◆ **TASK DIRECTIONS**:
Scan the material below for the string "RateYieldAdapter". Report every line that has it.

◆ **DATASET ENTRIES**:

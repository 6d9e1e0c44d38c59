use anchor_lang::prelude::*;
use anchor_spl::token::{self, Mint, Token, TokenAccount, Transfer};

use crate::yield_adapter::{RateYieldAdapter, YieldSource};
use crate::{constants::*, errors::*, events::*, state::*};

/// Join a strategy: debit the account's vault balance, transfer the
/// principal to the strategy, and mint shares priced against the strategy's
/// value before the transfer
///
/// Security checklist:
/// - User must be signer; only their own balance is debited
/// - Strategy, authority and token account PDAs validated by seeds
/// - Checked math for share calculation
/// - Checks-effects-interactions ordering, event emitted
#[derive(Accounts)]
pub struct Join<'info> {
    #[account(mut)]
    pub user: Signer<'info>,

    #[account(
        seeds = [VAULT_SEED],
        bump = vault_state.bump,
    )]
    pub vault_state: Account<'info, VaultState>,

    /// CHECK: PDA used as token authority, validated by seeds
    #[account(
        seeds = [VAULT_AUTHORITY_SEED],
        bump = vault_state.vault_authority_bump,
    )]
    pub vault_authority: UncheckedAccount<'info>,

    #[account(
        address = strategy.base_mint @ VaultError::InvalidMint,
    )]
    pub base_mint: Account<'info, Mint>,

    #[account(
        mut,
        seeds = [STRATEGY_SEED, strategy.base_mint.as_ref(), strategy.yield_source.as_ref()],
        bump = strategy.bump,
    )]
    pub strategy: Account<'info, Strategy>,

    /// CHECK: PDA used as token authority, validated by seeds
    #[account(
        seeds = [STRATEGY_AUTHORITY_SEED, strategy.key().as_ref()],
        bump = strategy.authority_bump,
    )]
    pub strategy_authority: UncheckedAccount<'info>,

    #[account(
        address = strategy.yield_source @ VaultError::UnsupportedToken,
    )]
    pub yield_state: Account<'info, YieldSourceState>,

    #[account(
        mut,
        address = yield_state.yield_mint @ VaultError::InvalidMint,
    )]
    pub yield_mint: Account<'info, Mint>,

    /// CHECK: PDA used as token authority, validated by seeds
    #[account(
        seeds = [YIELD_AUTHORITY_SEED, yield_state.key().as_ref()],
        bump = yield_state.authority_bump,
    )]
    pub yield_authority: UncheckedAccount<'info>,

    #[account(
        mut,
        associated_token::mint = base_mint,
        associated_token::authority = yield_authority,
    )]
    pub yield_reserve: Account<'info, TokenAccount>,

    #[account(
        mut,
        seeds = [USER_BALANCE_SEED, user.key().as_ref(), base_mint.key().as_ref()],
        bump = user_balance.bump,
        constraint = user_balance.owner == user.key() @ VaultError::InvalidOwner,
    )]
    pub user_balance: Account<'info, UserBalance>,

    /// Investment record, created on first join and reopened after a full exit
    #[account(
        init_if_needed,
        payer = user,
        space = Investment::SPACE,
        seeds = [INVESTMENT_SEED, strategy.key().as_ref(), user.key().as_ref()],
        bump
    )]
    pub investment: Account<'info, Investment>,

    #[account(
        mut,
        associated_token::mint = base_mint,
        associated_token::authority = vault_authority,
    )]
    pub vault_token_account: Account<'info, TokenAccount>,

    #[account(
        mut,
        associated_token::mint = base_mint,
        associated_token::authority = strategy_authority,
    )]
    pub strategy_asset_account: Account<'info, TokenAccount>,

    #[account(
        mut,
        associated_token::mint = yield_mint,
        associated_token::authority = strategy_authority,
    )]
    pub strategy_position_account: Account<'info, TokenAccount>,

    pub token_program: Program<'info, Token>,
    pub system_program: Program<'info, System>,
}

pub fn handler(ctx: Context<Join>, amount: u64) -> Result<()> {
    // CHECKS
    require!(amount > 0, VaultError::ZeroAmount);
    require!(
        ctx.accounts.user_balance.amount >= amount,
        VaultError::InsufficientBalance
    );

    // First join creates the record
    if ctx.accounts.investment.owner == Pubkey::default() {
        let investment = &mut ctx.accounts.investment;
        investment.strategy = ctx.accounts.strategy.key();
        investment.owner = ctx.accounts.user.key();
        investment.bump = ctx.bumps.investment;
        investment._reserved = [0; 16];
    }

    let strategy_key = ctx.accounts.strategy.key();
    let idle_amount = ctx.accounts.strategy_asset_account.amount;

    let mut adapter = RateYieldAdapter {
        yield_state: &ctx.accounts.yield_state,
        yield_mint: ctx.accounts.yield_mint.to_account_info(),
        yield_reserve: &mut ctx.accounts.yield_reserve,
        position: &mut ctx.accounts.strategy_position_account,
        idle: ctx.accounts.strategy_asset_account.to_account_info(),
        strategy: strategy_key,
        strategy_authority: ctx.accounts.strategy_authority.to_account_info(),
        strategy_authority_bump: ctx.accounts.strategy.authority_bump,
        yield_authority: ctx.accounts.yield_authority.to_account_info(),
        token_program: ctx.accounts.token_program.to_account_info(),
    };

    // Sweep any idle base balance first, so value that arrived before this
    // join (airdrops, residuals) is in the share price the joiner pays
    adapter.invest(idle_amount)?;

    // Price the shares against the value excluding the incoming principal
    let value_before = adapter.total_value()?;
    let shares_to_mint = ctx
        .accounts
        .strategy
        .shares_for_deposit(amount, value_before)?;

    // EFFECTS: debit the account's balance
    ctx.accounts.user_balance.amount = ctx
        .accounts
        .user_balance
        .amount
        .checked_sub(amount)
        .ok_or(VaultError::InsufficientBalance)?;

    // INTERACTIONS: principal to the strategy, then into the yield source
    let authority_bump = [ctx.accounts.vault_state.vault_authority_bump];
    let authority_seeds: &[&[u8]] = &[VAULT_AUTHORITY_SEED, &authority_bump];
    let signer_seeds = &[&authority_seeds[..]];

    token::transfer(
        CpiContext::new_with_signer(
            ctx.accounts.token_program.to_account_info(),
            Transfer {
                from: ctx.accounts.vault_token_account.to_account_info(),
                to: ctx.accounts.strategy_asset_account.to_account_info(),
                authority: ctx.accounts.vault_authority.to_account_info(),
            },
            signer_seeds,
        ),
        amount,
    )?;
    adapter.invest(amount)?;

    let strategy = &mut ctx.accounts.strategy;
    strategy.total_shares = strategy
        .total_shares
        .checked_add(shares_to_mint)
        .ok_or(VaultError::MathOverflow)?;

    let investment = &mut ctx.accounts.investment;
    investment.shares_held = investment
        .shares_held
        .checked_add(shares_to_mint)
        .ok_or(VaultError::MathOverflow)?;
    investment.principal_invested = investment
        .principal_invested
        .checked_add(amount)
        .ok_or(VaultError::MathOverflow)?;

    emit!(Joined {
        vault: ctx.accounts.vault_state.key(),
        user: ctx.accounts.user.key(),
        strategy: strategy_key,
        mint: ctx.accounts.base_mint.key(),
        amount,
        shares_minted: shares_to_mint,
        total_shares: ctx.accounts.strategy.total_shares,
        timestamp: Clock::get()?.unix_timestamp,
    });

    Ok(())
}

◆ **RESPONSE TO THE EXERCISE**:
use crate::yield_adapter::{RateYieldAdapter, YieldSource};
    let mut adapter = RateYieldAdapter {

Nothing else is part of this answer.